Societies have been down this path before. The profound desire to pretend that highways are free has produced massive urban congestion—and a revolution in the form of toll roads and even congestion pricing. When London decided to charge for its valuable automobile capacity at peak times, the city did not disappear. Instead, it raised the social value of the overall traffic network by creating explicit priorities and the open opportunity for all to choose—or not—to pursue them.

Indeed, network engineers recognise that establishing priorities is an integral part of network functioning. A traffic grid does not have red-light neutrality—some lights change more quickly than others to ensure overall traffic flows efficiently. (Indeed, the internet now contains such engineering protocols; legislating true bit-by-bit neutrality could devastate the web.)
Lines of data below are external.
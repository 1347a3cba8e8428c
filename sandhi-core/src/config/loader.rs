use super::types::GrammarConfig;
use crate::error::SandhiError;
use std::path::Path;
use std::sync::OnceLock;

/// Grammar shipped with the crate
pub const EMBEDDED_GRAMMAR: &str = include_str!("../../configs/sanskrit.toml");

static EMBEDDED_CONFIG: OnceLock<GrammarConfig> = OnceLock::new();

/// Parse and validate grammar TOML
pub fn parse_grammar_config(source: &str, origin: &str) -> Result<GrammarConfig, SandhiError> {
    let config: GrammarConfig = toml::from_str(source).map_err(|e| {
        SandhiError::ConfigurationError(format!("Failed to parse {origin} grammar: {e}"))
    })?;
    config.validate()?;
    Ok(config)
}

/// Read a grammar file from disk
pub fn load_grammar_config(path: &Path) -> Result<GrammarConfig, SandhiError> {
    let content = std::fs::read_to_string(path).map_err(|e| {
        SandhiError::ConfigurationError(format!(
            "Failed to read file '{}': {}",
            path.display(),
            e
        ))
    })?;

    parse_grammar_config(&content, &format!("'{}'", path.display()))
}

/// The embedded grammar configuration, parsed on first access
pub fn embedded_grammar_config() -> &'static GrammarConfig {
    EMBEDDED_CONFIG.get_or_init(|| {
        parse_grammar_config(EMBEDDED_GRAMMAR, "embedded")
            .expect("Failed to load embedded grammar config")
    })
}
//! Data Transfer Objects for API

use crate::error::{ApiError, Result};
use sandhi_core::Decomposition;
use std::fs;
use std::io::Read;
use std::path::PathBuf;

/// Input source for text analysis
#[cfg_attr(feature = "serde", derive(serde::Serialize, serde::Deserialize))]
pub enum Input {
    /// Raw text string
    Text(String),
    /// File path
    File(PathBuf),
    /// Raw bytes (UTF-8)
    Bytes(Vec<u8>),
    /// Reader (not serializable)
    #[cfg_attr(feature = "serde", serde(skip))]
    Reader(Box<dyn Read + Send>),
}

impl std::fmt::Debug for Input {
    fn fmt(&self, f: &mut std::fmt::Formatter<'_>) -> std::fmt::Result {
        match self {
            Input::Text(text) => f.debug_tuple("Text").field(text).finish(),
            Input::File(path) => f.debug_tuple("File").field(path).finish(),
            Input::Bytes(bytes) => f.debug_tuple("Bytes").field(&bytes.len()).finish(),
            Input::Reader(_) => f.debug_tuple("Reader").field(&"<dyn Read>").finish(),
        }
    }
}

impl Input {
    /// Create input from text
    pub fn from_text(text: impl Into<String>) -> Self {
        Input::Text(text.into())
    }

    /// Create input from file path
    pub fn from_file(path: impl Into<PathBuf>) -> Self {
        Input::File(path.into())
    }

    /// Create input from bytes
    pub fn from_bytes(bytes: Vec<u8>) -> Self {
        Input::Bytes(bytes)
    }

    /// Create input from a reader
    pub fn from_reader<R: Read + Send + 'static>(reader: R) -> Self {
        Input::Reader(Box::new(reader))
    }

    /// Read the text content from the input
    pub fn read_text(self) -> Result<String> {
        match self {
            Input::Text(text) => Ok(text),
            Input::File(path) => fs::read_to_string(&path).map_err(ApiError::Io),
            Input::Bytes(bytes) => String::from_utf8(bytes).map_err(ApiError::Utf8),
            Input::Reader(mut reader) => {
                let mut buffer = String::new();
                reader.read_to_string(&mut buffer).map_err(ApiError::Io)?;
                Ok(buffer)
            }
        }
    }
}

/// One analysed word of a text
#[derive(Debug, Clone, PartialEq, Eq)]
#[cfg_attr(feature = "serde", derive(serde::Serialize, serde::Deserialize))]
pub struct WordAnalysis {
    /// The word as it appears in the text
    pub word: String,
    /// Byte offset in the text
    pub byte_offset: usize,
    /// Prefix, stem, root and suffix found for the word
    pub decomposition: Decomposition,
}

/// Processing metadata with runtime statistics
#[derive(Debug, Clone, PartialEq)]
#[cfg_attr(feature = "serde", derive(serde::Serialize, serde::Deserialize))]
pub struct Metadata {
    /// Number of Devanagari words found
    pub word_count: usize,
    /// Total bytes processed
    pub total_bytes: usize,
    /// Total characters processed
    pub total_chars: usize,
    /// Processing time in milliseconds
    pub processing_time_ms: u64,
    /// Whether words were analysed on the rayon pool
    pub parallel: bool,
}

/// Complete output of [`crate::Processor::analyze_text`]
#[derive(Debug, Clone, PartialEq)]
#[cfg_attr(feature = "serde", derive(serde::Serialize, serde::Deserialize))]
pub struct TextAnalysis {
    /// Words in text order
    pub words: Vec<WordAnalysis>,
    /// Processing metadata
    pub metadata: Metadata,
}

impl TextAnalysis {
    /// Words the analyzer found no structure in
    pub fn unanalysed(&self) -> impl Iterator<Item = &WordAnalysis> {
        self.words.iter().filter(|w| w.decomposition.is_empty())
    }
}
There is no role for government in managing the evolution to new business models and consumer products. Abusive monopolies must be countered whether they operate over fibreoptic cables or at petrol stations. Deceptive consumer practices should be attacked to permit informed choice.

But much as the heralded “new economy” of the late 1990s turned out to be the same old economics in new guise—rotten products found no buyers; the absence of profits spelled doom—the proved techniques will still work.

It is impossible to predict the future scope, diversity and scale of internet services. But pairing consumer-driven economic incentives with engineering protocols is a proven recipe for delivering a greater social contribution than inflexible, legislatively determined approaches.